そこになぜか、この人間の男性がいるっておかしいよね?まあ、答えは拾ったから。
「トウア様。お仕事ですか?おはようございます」
にっこにこで、すごく慣れた犬のようなその人間の男性は、この前この滝に落ちて来たので拾ったの。
ふわふわの茶色い髪で、大きな体格で、なんとなく戦うのが仕事ではないのかな、と勝手に思っている。
でも、すごく人懐っこい子で、戦えそうにないけど、どうなのかしら。人間のお仕事はわかりません。
まあいいけど。
そしてなぜ男性がここにいるかというと、ある日この男性がこの滝に落ちてきたの。
でも、この男性はなぜだがここに落ちたときの心の叫びが聞こえなかったので、なんだか気になって。まあ、死ぬケガではないこともあり拾ってみた。
そしたら懐いた。それもすごく。
「いぬ。あなたのお仕事は?ちゃんと済ませた?」
名前とか色々思い出せないし、帰りたくないということで、ここでの掃除や色々雑用をお願いしているのだけど。
あ、名前は行動が犬みたいだから、いぬです。この語呂感じが気に入っている。かわいい感じがしない?いぬ。

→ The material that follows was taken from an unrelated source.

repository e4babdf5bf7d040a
pub mod connection;
pub mod migrations;
pub mod queries;

pub use connection::Database;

「もう済ませましたよ~。いぬはトウア様が居なくてさみしくてここまで来ちゃいました」
こことは、滝の真下にある、現実と神域の間。
いぬはここを好きではないみたいであまり来なかったのだけど、今日は私恋しさでここまで来るとは、かわいいやつめ!
「そうかそうか、さみし思いをさせたね。じゃあ社にかえろう」
そうして、私といぬは社に戻る。朝餉もまだだし、いぬは食べないとダメな人間だから。
「はい、うれしいです」
にっこにこのいぬ。こちらもうれしくなり、私より頭二つ分高い頭をぐりぐりなでたい衝動に駆られる。
「いぬ、しゃがんで」
そう私が言うと、ざっという音を立ててしゃがむので、ゆっくりいぬの柔らかい髪をなでる。ふわふわくせ毛で気持ちいい。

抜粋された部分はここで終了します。